Since a transformer doesn't consist of convolution operation like CNN and recurrence mechanism like RNN/LSTM it needs a new way to understand the relation between tokens in a sequence. Positional encoding does this job, it consists of the relative information of tokens in a sequence.

Positional encoding vector is added to the embedding vector. Embeddings represent a word in a d-dimensional space in such a way that words with similar meaning are closer to each other.
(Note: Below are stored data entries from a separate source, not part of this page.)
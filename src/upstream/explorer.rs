use async_trait::async_trait;
use log::{debug, warn};
use reqwest::{Client, header};
use serde_json::Value;
use std::future::Future;
use std::time::Duration;

use super::{FetchError, RawField, RawUpstreamSummary, UpstreamFetcher};
use crate::hashrate::parse_exact;

const GET_BLOCK_COUNT: &str = "/api/getblockcount";
const GET_DIFFICULTY: &str = "/api/getdifficulty";
const GET_NETWORK_HASHPS: &str = "/api/getnetworkhashps";
const GET_MONEY_SUPPLY: &str = "/ext/getmoneysupply";
const GET_SUMMARY: &str = "/ext/getsummary";

/// Share of the overall fetch deadline each request phase may use. Two
/// phases (primitives, then the summary) must both fit inside the deadline.
const PHASE_SHARE: f64 = 0.4;

/// HTTP client for an explorer exposing the classic `/api` + `/ext` endpoints.
///
/// Each primitive comes from its own endpoint; `/ext/getsummary` is only
/// consulted when one of them is missing or non-positive. Every request is
/// cut off after its phase budget, so one hung endpoint costs that field
/// and nothing else.
pub struct ExplorerClient {
    client: Client,
    base_url: String,
    phase_budget: Duration,
}

impl ExplorerClient {
    /// `deadline` is the whole-fetch budget the caller enforces.
    pub fn new(base_url: impl Into<String>, deadline: Duration) -> Result<Self, FetchError> {
        let phase_budget = deadline.mul_f64(PHASE_SHARE);
        let client = Client::builder()
            .connect_timeout(phase_budget.min(Duration::from_secs(2)))
            .build()?;

        Ok(Self {
            client,
            base_url: base_url.into().trim_end_matches('/').to_string(),
            phase_budget,
        })
    }

    async fn bounded<T>(
        &self,
        request: impl Future<Output = Result<T, FetchError>>,
    ) -> Result<T, FetchError> {
        tokio::time::timeout(self.phase_budget, request)
            .await
            .map_err(|_| FetchError::Timeout(self.phase_budget))?
    }

    async fn get_text(&self, path: &str) -> Result<String, FetchError> {
        let body = self
            .client
            .get(format!("{}{}", self.base_url, path))
            .header(header::CACHE_CONTROL, "no-cache")
            .send()
            .await?
            .error_for_status()?
            .text()
            .await?;
        Ok(body.trim().to_string())
    }

    async fn get_json(&self, path: &str) -> Result<Value, FetchError> {
        let value = self
            .client
            .get(format!("{}{}", self.base_url, path))
            .header(header::CACHE_CONTROL, "no-cache")
            .send()
            .await?
            .error_for_status()?
            .json::<Value>()
            .await?;
        Ok(value)
    }
}

/// A primitive body is a reading only when it is a bare number.
fn primitive(body: String, what: &str) -> Option<f64> {
    let value = parse_exact(&body).filter(|n| n.is_finite());
    if value.is_none() {
        debug!("explorer {what} answered {body:?}, ignoring");
    }
    value
}

#[async_trait]
impl UpstreamFetcher for ExplorerClient {
    async fn fetch_summary(&self) -> Result<RawUpstreamSummary, FetchError> {
        let (height, difficulty, hashps, supply) = tokio::join!(
            self.bounded(self.get_text(GET_BLOCK_COUNT)),
            self.bounded(self.get_text(GET_DIFFICULTY)),
            self.bounded(self.get_text(GET_NETWORK_HASHPS)),
            self.bounded(self.get_text(GET_MONEY_SUPPLY)),
        );

        let mut first_error = None;
        let mut keep = |res: Result<String, FetchError>, what: &str| match res {
            Ok(text) => primitive(text, what),
            Err(e) => {
                debug!("explorer {what} unavailable: {e}");
                first_error.get_or_insert(e);
                None
            }
        };

        let mut summary = RawUpstreamSummary {
            height: keep(height, "block count").map(|h| h as i64),
            difficulty: keep(difficulty, "difficulty").map(RawField::Number),
            hashrate: keep(hashps, "network hashps").map(RawField::Number),
            supply: keep(supply, "money supply").map(RawField::Number),
        };

        if summary.has_gaps() {
            match self.bounded(self.get_json(GET_SUMMARY)).await {
                Ok(value) => {
                    summary.fill_gaps_from(RawUpstreamSummary::from_summary_json(&value))
                }
                Err(e) => {
                    warn!("explorer summary fallback failed: {e}");
                    first_error.get_or_insert(e);
                }
            }
        }

        match (summary.usable_height(), first_error) {
            (Some(_), _) => Ok(summary),
            (None, Some(e)) => Err(e),
            (None, None) => Err(FetchError::MissingHeight),
        }
    }
}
But the information about how close the words in a sentence is not present in embeddings, by adding the positional encoding to those embeddings, words will be closer to each other based on the <i>similarity of their meaning</i> and <i>their position in the sentence</i> both.

$$PE_{(pos, 2i+1)} = cos(\frac{pos}{10000^{\frac{2i}{d_{scale}}}})$$

In [None]:
class PositionalEncoding(tf.keras.layers.Layer):
    def __init__(self, position, scale_d, name = 'PositionalEncoding'):
        super(PositionalEncoding, self).__init__(name='PositionalEncoding')
        self.positional_encoding = self.positional_ecnoding(position, scale_d)
    
    def get_angles(self, position, i, scale_d):
        angles = 1 / tf.pow(10000, (2 * (i // 2)) / tf.cast(scale_d, tf.float32))
        return position * angles
    
    def positional_ecnoding(self, position, scale_d):
        angle_radians = self.get_angles(position = tf.range(position, dtype = tf.float32)[:, tf.newaxis], 
                                        i = tf.range(scale_d, dtype=tf.float32)[tf.newaxis, :], 
                                        scale_d = scale_d)
        # apply sin over the even indices
        sines = tf.math.sin(angle_radians[:, 0::2])
        # apply cos over the odd indices
        cosines = tf.math.cos(angle_radians[:, 1::2])
        
        positional_encoding = tf.concat([sines, cosines], axis = -1)
        positional_encoding = positional_encoding[tf.newaxis, ...]
        return tf.cast(positional_encoding, dtype=tf.float32)
    
    def call(self, inputs):
        return inputs + self.positional_encoding[:, :tf.shape(inputs)[1], :]

In [None]:
sample_pos_encoding = PositionalEncoding(50, 512)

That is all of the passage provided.